Eighteen crew members of the minesweeper USS Quail, after being ordered on May 6, 1942 to scuttle their ship to prevent her from capture, journeyed in this 36-foot Navy motor launch from the island of Corregidor, Philippines more than 2,000 miles to safety in Australia.
By Joe Gschwendtner; photos courtesy of Tim Deal
Tim Deal of Castle Rock and his brother Mike (Sacramento, CA) are military history buffs. Mike is a Vietnam veteran and Tim served under and over the waves: four years as submariner, then switching to the Coast Guard after college and retiring as a commander. Tim and his brother are alter egos, two of nine children from the marriage of a Navy corpsman and sonar technician. Much of their recent personal time and resources were spent unearthing an amazing World War II story of uncommon valor. “South from Corregidor,” by Lieutenant Commander John Morrill, is their first offering - a 1943 book about a heroic dash for freedom that they republished last month.
“Two years ago Mike and I were inspired by a Tom Hanks TV production, ‘The Pacific’ and then by a book, ‘The Lonely Ships,’ by Edwin P. Hoyt,” said Deal. “The ‘Lonely Ships’ information led us to another book, ‘South from Corregidor,’ a survivor’s account of a daring escape by a boat crew from the minesweeper USS Quail in the Philippines.”
The book, penned by the Quail’s skipper, was well-written and had stood the test of time.
Illustration from The Saturday Evening Post article published December 1942 and January 1943.
“The original story told in this book, and the story of how my brother and I went about resurrecting this amazing piece of American history, is fascinating from a human interest and military perspective,” said Deal. After being ordered to scuttle their ship on May 6, 1942, eighteen men - knowing surrender would soon be demanded of them - took an ocean gamble on freedom. Against all odds, their harrowing journey in a diesel-powered 36-foot Navy motor launch brought them more than 2,000 miles to Darwin, Australia and safety.
Even before its March 1943 publication, a country desperate for good news on any war front was treated to a series of articles about the escape, beginning in December 1942’s The Saturday Evening Post. One can vividly imagine its impact on our national morale.
The Deal’s July re-publication brings major added value with 39 new maps, 70-year-old illustrations from The Saturday Evening Post, and an addendum. “In the addendum, we included pictures of the boat crew that were not in the original manuscript,” stated Deal.

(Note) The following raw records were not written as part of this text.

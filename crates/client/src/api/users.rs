//! User directory endpoints.

use nutribase_core::{Email, User};
use tracing::{debug, instrument};

use super::{ApiClient, StatusPayload};
use crate::error::ApiError;

impl ApiClient {
    /// Look up one user by email.
    ///
    /// # Errors
    ///
    /// Returns `ApiError::NotFound` if the backend has no such user.
    #[instrument(skip(self), fields(email = %email))]
    pub async fn get_user(&self, email: &Email) -> Result<User, ApiError> {
        let url = self.url(&["users", email.as_str()])?;
        self.get(url).await.map_err(|e| match e {
            ApiError::NotFound(_) => ApiError::NotFound(format!("user {email}")),
            other => other,
        })
    }

    /// Every registered user.
    ///
    /// # Errors
    ///
    /// Returns error if the request fails.
    #[instrument(skip(self))]
    pub async fn get_all_users(&self) -> Result<Vec<User>, ApiError> {
        self.list_users(None).await
    }

    /// Users an admin has approved.
    ///
    /// # Errors
    ///
    /// Returns error if the request fails.
    #[instrument(skip(self))]
    pub async fn get_approved_users(&self) -> Result<Vec<User>, ApiError> {
        self.list_users(Some(true)).await
    }

    /// Users waiting for approval.
    ///
    /// # Errors
    ///
    /// Returns error if the request fails.
    #[instrument(skip(self))]
    pub async fn get_not_approved_users(&self) -> Result<Vec<User>, ApiError> {
        self.list_users(Some(false)).await
    }

    async fn list_users(&self, approved: Option<bool>) -> Result<Vec<User>, ApiError> {
        let mut url = self.url(&["users"])?;
        if let Some(approved) = approved {
            url.query_pairs_mut()
                .append_pair("approved", if approved { "true" } else { "false" });
        }
        let users: Vec<User> = self.get(url).await?;
        debug!(count = users.len(), "Fetched users");
        Ok(users)
    }

    /// Approve a user's account.
    ///
    /// # Errors
    ///
    /// Returns error if the request fails.
    #[instrument(skip(self), fields(email = %email))]
    pub async fn approve_user(&self, email: &Email) -> Result<StatusPayload, ApiError> {
        let url = self.url(&["users", email.as_str(), "approve"])?;
        self.post(url).await
    }

    /// Revoke a user's approval.
    ///
    /// # Errors
    ///
    /// Returns error if the request fails.
    #[instrument(skip(self), fields(email = %email))]
    pub async fn revoke_user(&self, email: &Email) -> Result<StatusPayload, ApiError> {
        let url = self.url(&["users", email.as_str(), "revoke"])?;
        self.post(url).await
    }

    /// Delete a user's account.
    ///
    /// # Errors
    ///
    /// Returns error if the request fails.
    #[instrument(skip(self), fields(email = %email))]
    pub async fn delete_user(&self, email: &Email) -> Result<(), ApiError> {
        let url = self.url(&["users", email.as_str()])?;
        self.delete(url).await
    }

    /// Recompute the contribution points of every user.
    ///
    /// # Errors
    ///
    /// Returns error if the request fails.
    #[instrument(skip(self))]
    pub async fn update_all_users_points(&self) -> Result<StatusPayload, ApiError> {
        let url = self.url(&["users", "points"])?;
        self.post(url).await
    }
}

Original boat crew member and lone living survivor Lyle Bercier (left) shared his story with Deal (right) at his home in Maryland earlier this year. Bercier is pictured second from the left in top “Corregidor to Australia” photo.
The Deals recognized that the end of the original book really shouldn’t be the end for the reader. But closure was not possible at the original date of publication, since the war continued on for another three years.

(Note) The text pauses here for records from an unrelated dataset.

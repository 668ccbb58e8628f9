//! Preference endpoints.

use nutribase_core::{Email, Preferences};
use tracing::instrument;

use super::ApiClient;
use crate::error::ApiError;

impl ApiClient {
    /// Fetch a user's stored preferences, `None` if none were ever saved.
    ///
    /// # Errors
    ///
    /// Returns error if the request fails or the document is malformed.
    #[instrument(skip(self), fields(email = %email))]
    pub async fn get_preferences(&self, email: &Email) -> Result<Option<Preferences>, ApiError> {
        let url = self.url(&["users", email.as_str(), "preferences"])?;
        match self.get::<Option<Preferences>>(url).await {
            Ok(preferences) => Ok(preferences),
            Err(ApiError::NotFound(_)) => Ok(None),
            Err(e) => Err(e),
        }
    }

    /// Store a user's preferences, replacing what was there.
    ///
    /// # Errors
    ///
    /// Returns error if the request fails.
    #[instrument(skip(self, preferences), fields(email = %email))]
    pub async fn save_preferences(
        &self,
        email: &Email,
        preferences: &Preferences,
    ) -> Result<(), ApiError> {
        let url = self.url(&["users", email.as_str(), "preferences"])?;
        self.put(url, preferences).await
    }
}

With the assistance of Morrill’s two daughters, Jill and Pat, and the lone living survivor Lyle Bercier, the Deals introduced summaries of subsequent war service and lives of the entire boat crew. According to Deal, he took painstaking efforts to ensure the accuracy of service records through inquiries to the Naval Military Records Center in St. Louis. As fate played out, only Signalman First Class Phillip Binkley died in the war, a victim of a Japanese torpedo that sank the USS Jarvis.
“During my research of the boat crew, I came across a postcard from the mother of one of the boat crew, Ms. Binkley,” said Deal. “In it, Ms. Binkley is looking for her son, Philip. It is a reminder of the sacrifice of those on the home front during the war.” One other special item that was included in the book is a series of illustrations by Mr. John Gould, originally published in The Saturday Evening Post. The story of the escape was told in a series of articles published by the The Saturday Evening Post (pictured below) in December 1942 and January 1943.
Upon retirement as a rear admiral in 1955, Morrill had accumulated numerous awards, among them the Navy Cross and Silver Star. Never short on energy, he then founded an import/export company and lived a very rich life until his death at age 94 in 1997. In the course of his life, Admiral Morrill was a far-thinking, reflective man. He opined that “maybe after a long time these things will grow dim, almost as if they never happened. But I doubt it.” Mike and Tim Deal proved him correct.
I asked Tim about whether he expected to recover his investment in reproduction and addendum costs. Could Amazon and local stores generate enough sales volume to do the job? His response was not altogether unexpected. “Joe”, he said, “I have already been rewarded, enriched really, with the opportunity to have met and become a very small part of the boat crew story. Meeting with men the likes of Lyle Bercier and getting to know them makes it all worthwhile.”
“South From Corregidor” is available on Amazon.com for $14.